CONSIGLIO DI STATO
Il diritto del magistrato all'indennità di missione in caso di trasferimento di sede
La sentenza sul requisito del consenso dell'interessato al trasferimento.
Un magistrato ordinario già in servizio presso il Tribunale di Monza, rappresentava di essere stato assegnato al Tribunale di Novara con funzioni di Presidente, assunte a decorrere dal 21 settembre 1996 e nel 2001 chiedeva all’Amministrazione di appartenenza la corresponsione dell’indennità di missione di cui all’art. 6 della L. 19 febbraio 1981 n. 27, da essa mai percepita.
Il Ministero della Giustizia respingeva tuttavia la domanda sul rilievo che l’art. 24 della L. 17 maggio 1999 n. 144 aveva vietato a tutte le Amministrazioni “di adottare provvedimenti per l’estensione delle decisioni giurisdizionali (favorevoli sul riconoscimento del diritto vantato) salvo che l’interessato rivesta la posizione di ricorrente o resistente in grado di appello”, nel caso non ricoperta dalla ricorrente medesima.
L’interessato quindi chiedeva al TAR di accertare il proprio diritto alla percezione della suddetta indennità, in quanto spettante, come pacificamente riconosciuto dalla giurisprudenza, a tutti i magistrati trasferiti, a prescindere dall’avvenuta espressione del consenso.
Nella resistenza del Ministero della Giustizia, il TAR accoglieva il ricorso ma l’Amministrazione appellava la sentenza, ribadendo la tesi sostenuta nel provvedimento amministrativo gravato, secondo la quale la nozione di trasferimento d'ufficio è stata costantemente intesa dalla giurisprudenza amministrativa in modo estensivo, vale a dire che ai fini del mutamento di sede la domanda, la disponibilità o il consenso comunque manifestato dai magistrati per il cambiamento della località sede di servizio è da considerare, ai fini del riconoscimento del beneficio economico previsto dalla citata disposizione, come domanda di trasferimento di sede.
Con sentenza n. 3128 del 14 maggio 2019 il Consiglio di Stato, Sez.

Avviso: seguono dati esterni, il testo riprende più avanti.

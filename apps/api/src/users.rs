use async_trait::async_trait;
use sqlx::PgPool;

use crate::errors::StoreError;
use crate::models::user::User;

/// Read-only view of the users the scheduler fans out to.
#[async_trait]
pub trait UserDirectory: Send + Sync {
    /// Non-deleted users, oldest first.
    async fn list_active(&self, limit: i64) -> Result<Vec<User>, StoreError>;
}

pub struct PgUserDirectory {
    pool: PgPool,
}

impl PgUserDirectory {
    pub fn new(pool: PgPool) -> Self {
        Self { pool }
    }
}

#[async_trait]
impl UserDirectory for PgUserDirectory {
    async fn list_active(&self, limit: i64) -> Result<Vec<User>, StoreError> {
        Ok(sqlx::query_as::<_, User>(
            r#"
            SELECT id, external_id, created_at FROM users
            WHERE deleted_at IS NULL
            ORDER BY created_at, id
            LIMIT $1
            "#,
        )
        .bind(limit)
        .fetch_all(&self.pool)
        .await?)
    }
}
use std::str::FromStr;
use std::time::Duration;

use anyhow::{Context, Result};

/// Application configuration loaded from environment variables.
/// Resolved once at startup and handed down through constructors.
#[derive(Debug, Clone)]
pub struct Config {
    pub database_url: String,
    pub database_max_connections: u32,
    pub redis_url: String,
    pub port: u16,
    pub rust_log: String,
    /// Key passed to `pgp_sym_decrypt` when reading stored credentials.
    pub credential_master_key: Option<String>,
    pub m2m: Option<M2mConfig>,
    pub sync: SyncSettings,
}

/// Client-credentials settings for the machine-to-machine identity provider.
#[derive(Clone)]
pub struct M2mConfig {
    pub token_url: String,
    pub client_id: String,
    pub client_secret: String,
    pub audience: String,
}

impl std::fmt::Debug for M2mConfig {
    fn fmt(&self, f: &mut std::fmt::Formatter<'_>) -> std::fmt::Result {
        f.debug_struct("M2mConfig")
            .field("token_url", &self.token_url)
            .field("client_id", &self.client_id)
            .field("client_secret", &"[REDACTED]")
            .field("audience", &self.audience)
            .finish()
    }
}

/// Knobs for the context sync pipeline.
#[derive(Debug, Clone)]
pub struct SyncSettings {
    pub fetch_timeout: Duration,
    /// Delay before retrying a source whose last fetch failed. Independent of
    /// the source's poll interval.
    pub error_backoff: Duration,
    pub sweep_interval: Duration,
    pub sweep_limit: usize,
    pub workers: usize,
    pub pending_ttl: Duration,
}

impl Default for SyncSettings {
    fn default() -> Self {
        Self {
            fetch_timeout: Duration::from_secs(30),
            error_backoff: Duration::from_secs(120),
            sweep_interval: Duration::from_secs(60),
            sweep_limit: 500,
            workers: 4,
            pending_ttl: Duration::from_secs(900),
        }
    }
}

impl Config {
    pub fn from_env() -> Result<Self> {
        dotenvy::dotenv().ok(); // load .env if present; ignore if missing

        let defaults = SyncSettings::default();
        let sync = SyncSettings {
            fetch_timeout: Duration::from_secs(env_or(
                "SYNC_FETCH_TIMEOUT_SECS",
                defaults.fetch_timeout.as_secs(),
            )?),
            error_backoff: Duration::from_secs(env_or(
                "SYNC_ERROR_BACKOFF_SECS",
                defaults.error_backoff.as_secs(),
            )?),
            sweep_interval: Duration::from_secs(env_or(
                "SYNC_SWEEP_INTERVAL_SECS",
                defaults.sweep_interval.as_secs(),
            )?),
            sweep_limit: env_or("SYNC_SWEEP_LIMIT", defaults.sweep_limit)?,
            workers: env_or("SYNC_WORKERS", defaults.workers)?.max(1),
            pending_ttl: Duration::from_secs(env_or(
                "SYNC_PENDING_TTL_SECS",
                defaults.pending_ttl.as_secs(),
            )?),
        };

        Ok(Config {
            database_url: require_env("DATABASE_URL")?,
            database_max_connections: env_or("DATABASE_MAX_CONNECTIONS", 10)?,
            redis_url: require_env("REDIS_URL")?,
            port: env_or("PORT", 8080)?,
            rust_log: std::env::var("RUST_LOG").unwrap_or_else(|_| "info".to_string()),
            credential_master_key: optional_env("CREDENTIAL_MASTER_KEY"),
            m2m: m2m_from_env(),
            sync,
        })
    }
}

fn m2m_from_env() -> Option<M2mConfig> {
    Some(M2mConfig {
        token_url: optional_env("M2M_TOKEN_URL")?,
        client_id: optional_env("M2M_CLIENT_ID")?,
        client_secret: optional_env("M2M_CLIENT_SECRET")?,
        audience: optional_env("M2M_AUDIENCE")?,
    })
}

fn require_env(key: &str) -> Result<String> {
    std::env::var(key).with_context(|| format!("Required environment variable '{key}' is not set"))
}

fn optional_env(key: &str) -> Option<String> {
    std::env::var(key).ok().filter(|v| !v.trim().is_empty())
}

fn env_or<T>(key: &str, default: T) -> Result<T>
where
    T: FromStr,
    T::Err: std::error::Error + Send + Sync + 'static,
{
    parse_or(key, std::env::var(key).ok(), default)
}

/// Parses an optional raw value, falling back to `default` when absent or blank.
fn parse_or<T>(key: &str, raw: Option<String>, default: T) -> Result<T>
where
    T: FromStr,
    T::Err: std::error::Error + Send + Sync + 'static,
{
    match raw.as_deref().map(str::trim) {
        None | Some("") => Ok(default),
        Some(value) => value
            .parse::<T>()
            .with_context(|| format!("{key} must be a valid number, got '{value}'")),
    }
}
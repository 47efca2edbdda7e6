use async_trait::async_trait;
use sqlx::PgPool;
use tracing::info;
use uuid::Uuid;

use crate::errors::StoreError;
use crate::models::source::{
    ContextSource, ContextSourceRow, ContextSourceUpdate, NewContextSource,
};

/// Registry of external context providers. Every read filters out
/// soft-deleted rows; ordering is always by `source_id`.
#[async_trait]
pub trait SourceRegistry: Send + Sync {
    async fn list(&self, skip: i64, limit: i64) -> Result<Vec<ContextSource>, StoreError>;

    /// Active and enabled sources, the set a sync run fans out to.
    async fn list_enabled(&self, limit: i64) -> Result<Vec<ContextSource>, StoreError>;

    async fn get(&self, id: Uuid) -> Result<Option<ContextSource>, StoreError>;

    async fn create(&self, new: &NewContextSource) -> Result<ContextSource, StoreError>;

    async fn update(
        &self,
        id: Uuid,
        changes: &ContextSourceUpdate,
    ) -> Result<Option<ContextSource>, StoreError>;

    /// Returns false when the source does not exist or is already deleted.
    async fn soft_delete(&self, id: Uuid) -> Result<bool, StoreError>;
}

pub struct PgSourceRegistry {
    pool: PgPool,
}

impl PgSourceRegistry {
    pub fn new(pool: PgPool) -> Self {
        Self { pool }
    }
}

fn map_unique(err: sqlx::Error, source_id: &str) -> StoreError {
    match &err {
        sqlx::Error::Database(db) if db.is_unique_violation() => {
            StoreError::Conflict(format!("source_id '{source_id}' already exists"))
        }
        _ => StoreError::Database(err),
    }
}

#[async_trait]
impl SourceRegistry for PgSourceRegistry {
    async fn list(&self, skip: i64, limit: i64) -> Result<Vec<ContextSource>, StoreError> {
        let rows = sqlx::query_as::<_, ContextSourceRow>(
            r#"
            SELECT * FROM context_sources
            WHERE deleted_at IS NULL
            ORDER BY source_id
            OFFSET $1 LIMIT $2
            "#,
        )
        .bind(skip)
        .bind(limit)
        .fetch_all(&self.pool)
        .await?;
        Ok(rows.into_iter().map(ContextSource::from).collect())
    }

    async fn list_enabled(&self, limit: i64) -> Result<Vec<ContextSource>, StoreError> {
        let rows = sqlx::query_as::<_, ContextSourceRow>(
            r#"
            SELECT * FROM context_sources
            WHERE deleted_at IS NULL AND enabled
            ORDER BY source_id
            LIMIT $1
            "#,
        )
        .bind(limit)
        .fetch_all(&self.pool)
        .await?;
        Ok(rows.into_iter().map(ContextSource::from).collect())
    }

    async fn get(&self, id: Uuid) -> Result<Option<ContextSource>, StoreError> {
        let row = sqlx::query_as::<_, ContextSourceRow>(
            "SELECT * FROM context_sources WHERE id = $1 AND deleted_at IS NULL",
        )
        .bind(id)
        .fetch_optional(&self.pool)
        .await?;
        Ok(row.map(ContextSource::from))
    }

    async fn create(&self, new: &NewContextSource) -> Result<ContextSource, StoreError> {
        let capabilities = serde_json::to_value(new.capabilities.unwrap_or_default())
            .unwrap_or(serde_json::Value::Null);

        let row = sqlx::query_as::<_, ContextSourceRow>(
            r#"
            INSERT INTO context_sources
                (id, source_id, display_name, base_url, credential_id,
                 capabilities, poll_interval_seconds, enabled)
            VALUES ($1, $2, $3, $4, $5, $6, $7, $8)
            RETURNING *
            "#,
        )
        .bind(Uuid::new_v4())
        .bind(&new.source_id)
        .bind(new.display_name.trim())
        .bind(&new.base_url)
        .bind(new.credential_id)
        .bind(capabilities)
        .bind(new.poll_interval_seconds as i32)
        .bind(new.enabled)
        .fetch_one(&self.pool)
        .await
        .map_err(|e| map_unique(e, &new.source_id))?;

        info!("Registered context source '{}' ({})", row.source_id, row.id);
        Ok(row.into())
    }

    async fn update(
        &self,
        id: Uuid,
        changes: &ContextSourceUpdate,
    ) -> Result<Option<ContextSource>, StoreError> {
        let capabilities = changes
            .capabilities
            .and_then(|c| serde_json::to_value(c).ok());
        let (set_credential, credential_id) = match changes.credential_id {
            Some(value) => (true, value),
            None => (false, None),
        };

        let row = sqlx::query_as::<_, ContextSourceRow>(
            r#"
            UPDATE context_sources SET
                source_id             = COALESCE($2, source_id),
                display_name          = COALESCE($3, display_name),
                base_url              = COALESCE($4, base_url),
                credential_id         = CASE WHEN $5 THEN $6 ELSE credential_id END,
                capabilities          = COALESCE($7, capabilities),
                poll_interval_seconds = COALESCE($8, poll_interval_seconds),
                enabled               = COALESCE($9, enabled),
                updated_at            = now()
            WHERE id = $1 AND deleted_at IS NULL
            RETURNING *
            "#,
        )
        .bind(id)
        .bind(changes.source_id.as_deref())
        .bind(changes.display_name.as_deref().map(str::trim))
        .bind(changes.base_url.as_deref())
        .bind(set_credential)
        .bind(credential_id)
        .bind(capabilities)
        .bind(changes.poll_interval_seconds.map(|s| s as i32))
        .bind(changes.enabled)
        .fetch_optional(&self.pool)
        .await
        .map_err(|e| map_unique(e, changes.source_id.as_deref().unwrap_or_default()))?;

        Ok(row.map(ContextSource::from))
    }

    async fn soft_delete(&self, id: Uuid) -> Result<bool, StoreError> {
        let result = sqlx::query(
            r#"
            UPDATE context_sources
            SET deleted_at = now(), updated_at = now()
            WHERE id = $1 AND deleted_at IS NULL
            "#,
        )
        .bind(id)
        .execute(&self.pool)
        .await?;

        let deleted = result.rows_affected() > 0;
        if deleted {
            info!("Soft-deleted context source {id}");
        }
        Ok(deleted)
    }
}
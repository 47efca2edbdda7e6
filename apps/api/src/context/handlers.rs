use axum::{
    extract::{Query, State},
    Json,
};
use serde::Deserialize;
use uuid::Uuid;

use crate::errors::AppError;
use crate::models::context::ContextSnapshot;
use crate::state::AppState;

const HISTORY_DEFAULT_LIMIT: i64 = 20;
const HISTORY_MAX_LIMIT: i64 = 100;

#[derive(Deserialize)]
pub struct UserIdQuery {
    pub user_id: Uuid,
}

#[derive(Deserialize)]
pub struct HistoryQuery {
    pub user_id: Uuid,
    pub limit: Option<i64>,
}

/// GET /api/v1/context/snapshot
/// Latest merged context for prompt assembly.
pub async fn handle_latest_snapshot(
    State(state): State<AppState>,
    Query(params): Query<UserIdQuery>,
) -> Result<Json<ContextSnapshot>, AppError> {
    let snapshot = state
        .snapshots
        .latest(params.user_id)
        .await?
        .ok_or_else(|| {
            AppError::NotFound(format!("No context snapshot for user {}", params.user_id))
        })?;
    Ok(Json(snapshot))
}

/// GET /api/v1/context/snapshots
pub async fn handle_snapshot_history(
    State(state): State<AppState>,
    Query(params): Query<HistoryQuery>,
) -> Result<Json<Vec<ContextSnapshot>>, AppError> {
    let limit = params.limit.unwrap_or(HISTORY_DEFAULT_LIMIT);
    if !(1..=HISTORY_MAX_LIMIT).contains(&limit) {
        return Err(AppError::Validation(format!(
            "limit must be between 1 and {HISTORY_MAX_LIMIT}"
        )));
    }
    let history = state.snapshots.history(params.user_id, limit).await?;
    Ok(Json(history))
}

IV, ha accolto l’appello, ripercorrendo inizialmente il quadro normativo di riferimento, profondamente mutato nel corso degli anni.
L’art. 1 della L. n. 1039 del 1950 introdusse una indennità continuativa di missione in favore dei magistrati ordinari promossi alle funzioni direttive superiori (allora “grado terzo”).
Nel prosieguo, l’art. 13 comma secondo della L. n. 97 del 1979 e successive modifiche estese a tutti i magistrati ordinari trasferiti d’ufficio detto beneficio (spettante anche ai magistrati amministrativi e contabili in virtù del rinvio allo status economico dei primi contenuto negli ordinamenti di settore).
Come è noto, la nozione di trasferimento “d’ufficio” - espressamente richiamata dall’art. 13 della citata L. n. 97 del 1979 - è stata ricostruita dalla giurisprudenza amministrativa in modo estensivo.
Alla stregua di tale orientamento, il criterio per qualificare come officioso il trasferimento di un magistrato consisteva nell’individuare la prevalenza dell'interesse pubblico su quello privato, prevalenza che andava ravvisata in tutte le ipotesi di conferimento di funzioni diverse da quelle in atto rivestite.
Coordinando il dato normativo con il richiamato indirizzo giurisprudenziale, si concluse, da un lato, che l’indennità spettasse al magistrato ogniqualvolta venisse trasferito d’ufficio; dall’altro, nel senso che il trasferimento era da considerarsi d’ufficio, anche se disposto a domanda dell’interessato, ove comportasse l’assegnazione a funzioni superiori.
Il quadro di riferimento normativo è tuttavia radicalmente mutato per effetto dell’entrata in vigore dell’art. 1 comma 209 della L. 23 dicembre 2005 n. 266 (finanziaria 2006), il quale ha disposto che “L'articolo 13 della legge 2 aprile 1979 n. 97, e successive modificazioni, si interpreta nel senso che ai fini del mutamento di sede la domanda o la disponibilità o il consenso comunque manifestato dai magistrati per il cambiamento della località sede di servizio è da considerare, ai fini del riconoscimento del beneficio economico previsto dalla citata disposizione, come domanda di trasferimento di sede”.
Tale norma, secondo l’ormai costante giurisprudenza, stante la sua natura interpretativa, ha efficacia retroattiva e, pertanto, si applica anche ai trasferimenti disposti, come nel caso in esame, prima dell’entrata in vigore della norma stessa.
Né può sostenersi che la norma, calandosi su un diverso e consolidato orientamento giurisprudenziale, abbia in realtà natura innovativa. Infatti, il carattere di interpretazione autentica di una legge non presuppone indispensabilmente una preesistente situazione di incertezza o di conflitti interpretativi; è infatti sufficiente che la legge interpretativa imponga una fra le possibili opzioni ermeneutiche, stabilisca cioè un significato che ragionevolmente poteva essere ascritto alla legge anteriore.